On a different matter, ASCAP has a fingerprinting system as described in the article links earlier in this thread. To the best of my knowledge, MediaGuide is deployed primarily for radio detection – but if anyone has any additional info in that regard, I hope they’ll post.
Finally, I don’t mean to infer any innuendo – just trying to be precise.
MH
August 10, 2013 at 12:27 am #11594LupoGuestHello Mark, my apologies, the ‘innuendo’ remark was directed at the original interviewees words.
It’s interesting what you say because here my PROS have always told me you cannot give away more than 50% of your mechanical and performing royalties. The only way to give up that 50% would be for the composer not to register their work with a PRO or sharing authorship with another individual (not a publisher). As an example this can happens when said individual offers the composer a TV placement in exchange for a writer’s share.

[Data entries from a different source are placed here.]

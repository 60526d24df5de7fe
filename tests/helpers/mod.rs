//! Test helpers: a small hand-built dungeon and a config that always generates.

#![allow(dead_code)]

use bsp_dungeon::config::GameConfig;
use bsp_dungeon::simulation::SimulationState;
use dungeon::{
    Dungeon, DungeonConfig, DungeonGrid, ObjectKind, Obstacle, ObstacleLayer, Position, Rect,
    SpatialGrid, TileType,
};
use entity::{Entity, Roster};

pub const ARENA_SEED: u64 = 7;

/// Two rooms joined by a corridor (`x` marks crates):
///
/// ```text
///      0123456789AB
/// y=0  ############
/// y=1  #.....######
/// y=2  #x....###...
/// y=3  #..>..,x,.<.
/// y=4  #.....###...
/// y=5  #.....######
/// y=6  ############
/// ```
///
/// Room A (1,1,5,5) is the exit room, room B (9,2,3,3) the spawn room.
/// The crate at (7,3) lies in the corridor and does not block.
pub fn arena() -> Dungeon {
    let mut grid = DungeonGrid::new(12, 7);
    let room_a = Rect::new(1, 1, 5, 5);
    let room_b = Rect::new(9, 2, 3, 3);
    grid.fill_rect(&Rect::new(6, 3, 3, 1), TileType::Corridor);
    grid.fill_rect(&room_a, TileType::Room);
    grid.fill_rect(&room_b, TileType::Room);

    let mut obstacles = ObstacleLayer::empty(12, 7);
    for pos in [Position::new(1, 2), Position::new(7, 3)] {
        obstacles.place(pos, Obstacle {
            kind: ObjectKind::Crate,
            variant: 1,
        });
    }

    Dungeon::from_layout(
        ARENA_SEED,
        SpatialGrid::new(grid, obstacles),
        vec![room_a, room_b],
        ObstacleLayer::empty(12, 7),
    )
    .expect("arena has rooms")
}

/// Arena with the player on the spawn point and the given enemies.
pub fn arena_state(enemies: &[Position]) -> SimulationState {
    let dungeon = arena();
    let mut roster = Roster::new(Entity::player(dungeon.spawn, 100, 100));
    for (idx, &pos) in enemies.iter().enumerate() {
        roster.add_enemy(Entity::enemy(pos, 30, idx as u32 % 3));
    }
    SimulationState::from_parts(dungeon, roster)
}

/// A small three-level dungeon with the default enemy roster.
pub fn small_config(seed: u64) -> GameConfig {
    GameConfig {
        dungeon: DungeonConfig {
            width: 48,
            height: 36,
            splitting_iterations: 3,
            split_range: 0.5,
            corridor_width: 3,
            seed: Some(seed),
        },
        ..GameConfig::default()
    }
}
//! 日志初始化：终端被 TUI 占用，日志只写文件。

use std::fs;
use std::path::Path;

use anyhow::Context;
use tracing_appender::non_blocking::WorkerGuard;
use tracing_subscriber::EnvFilter;
use tracing_subscriber::layer::SubscriberExt;
use tracing_subscriber::util::SubscriberInitExt;

pub const LOG_FILE: &str = "bsp_dungeon.log";

/// Installs the file subscriber. Keep the guard alive until exit so the
/// background writer flushes.
pub fn init(log_dir: &Path) -> anyhow::Result<WorkerGuard> {
    fs::create_dir_all(log_dir)
        .with_context(|| format!("Failed to create log directory {}", log_dir.display()))?;

    let file_appender = tracing_appender::rolling::never(log_dir, LOG_FILE);
    let (non_blocking_file, guard) = tracing_appender::non_blocking(file_appender);

    // RUST_LOG 优先，默认 info
    let env_filter = EnvFilter::try_from_default_env().unwrap_or_else(|_| EnvFilter::new("info"));

    let file_layer = tracing_subscriber::fmt::layer()
        .with_writer(non_blocking_file)
        .with_ansi(false);

    tracing_subscriber::registry()
        .with(env_filter)
        .with(file_layer)
        .try_init()
        .context("Failed to install tracing subscriber")?;

    tracing::info!(log_file = %log_dir.join(LOG_FILE).display(), "logging initialized");
    Ok(guard)
}
// src/dungeon/src/spatial.rs
use serde::{Deserialize, Serialize};

use crate::grid::{DungeonGrid, Position, TileType};
use crate::obstacles::{Obstacle, ObstacleLayer};

/// Tile grid plus obstacle layer: the read model movement and rendering query.
#[derive(Clone, Debug, PartialEq, Eq, Serialize, Deserialize)]
pub struct SpatialGrid {
    grid: DungeonGrid,
    obstacles: ObstacleLayer,
}

impl SpatialGrid {
    pub fn new(grid: DungeonGrid, obstacles: ObstacleLayer) -> Self {
        Self { grid, obstacles }
    }

    /// 没有障碍物的网格
    pub fn without_obstacles(grid: DungeonGrid) -> Self {
        let obstacles = ObstacleLayer::empty(grid.width(), grid.height());
        Self { grid, obstacles }
    }

    pub fn width(&self) -> i32 {
        self.grid.width()
    }

    pub fn height(&self) -> i32 {
        self.grid.height()
    }

    pub fn grid(&self) -> &DungeonGrid {
        &self.grid
    }

    pub fn obstacles(&self) -> &ObstacleLayer {
        &self.obstacles
    }

    /// 清除格子上的障碍物
    pub fn clear_obstacle(&mut self, pos: Position) -> Option<Obstacle> {
        self.obstacles.remove(pos)
    }

    /// 格子类型，越界为 Empty
    pub fn tile_type(&self, pos: Position) -> TileType {
        self.grid.get(pos)
    }

    pub fn has_obstacle(&self, pos: Position) -> bool {
        self.obstacles.has_obstacle(pos)
    }

    pub fn obstacle_at(&self, pos: Position) -> Option<Obstacle> {
        self.obstacles.get(pos)
    }

    /// Floor that is not an obstacle-occupied room tile.
    ///
    /// Obstacles only block inside rooms; a corridor cell stays walkable
    /// whatever the obstacle layer holds there.
    pub fn is_walkable(&self, pos: Position) -> bool {
        match self.tile_type(pos) {
            TileType::Empty => false,
            TileType::Room => !self.has_obstacle(pos),
            TileType::Corridor => true,
        }
    }
}

#[cfg(test)]
mod tests {
    use super::*;
    use crate::obstacles::ObjectKind;
    use crate::rooms::Rect;

    fn crate_at(layer: &mut ObstacleLayer, x: i32, y: i32) {
        layer.place(Position::new(x, y), Obstacle {
            kind: ObjectKind::Crate,
            variant: 1,
        });
    }

    #[test]
    fn obstacles_block_rooms_but_not_corridors() {
        let mut grid = DungeonGrid::new(6, 3);
        grid.fill_rect(&Rect::new(0, 0, 3, 3), TileType::Room);
        grid.fill_rect(&Rect::new(3, 1, 3, 1), TileType::Corridor);
        let mut layer = ObstacleLayer::empty(6, 3);
        crate_at(&mut layer, 1, 1);
        crate_at(&mut layer, 4, 1);
        crate_at(&mut layer, 4, 0);
        let spatial = SpatialGrid::new(grid, layer);

        assert!(!spatial.is_walkable(Position::new(1, 1)));
        assert!(spatial.is_walkable(Position::new(0, 1)));
        assert!(spatial.is_walkable(Position::new(4, 1)));
        // 空格子上的障碍物也不改变结果
        assert!(!spatial.is_walkable(Position::new(4, 0)));
        assert!(spatial.has_obstacle(Position::new(4, 0)));
    }

    #[test]
    fn outside_reads_are_empty_and_clear() {
        let spatial = SpatialGrid::without_obstacles(DungeonGrid::new(2, 2));
        let outside = Position::new(-4, 9);
        assert_eq!(spatial.tile_type(outside), TileType::Empty);
        assert!(!spatial.has_obstacle(outside));
        assert!(spatial.obstacle_at(outside).is_none());
        assert!(!spatial.is_walkable(outside));
    }
}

Thanks for the clarification re watermarking. I still don’t see it as an impossible problem. You would need a central system that manages watermarks and keeps track of what they stand for. IE watermark for tracks ‘X’, by composer ‘Z’, has been assigned to publisher ‘Y’ from the year 2013.
Probably if you’d want to avoid retitiling you’ll have to use a combination of watermarking and pattern recognition, like Tunesat.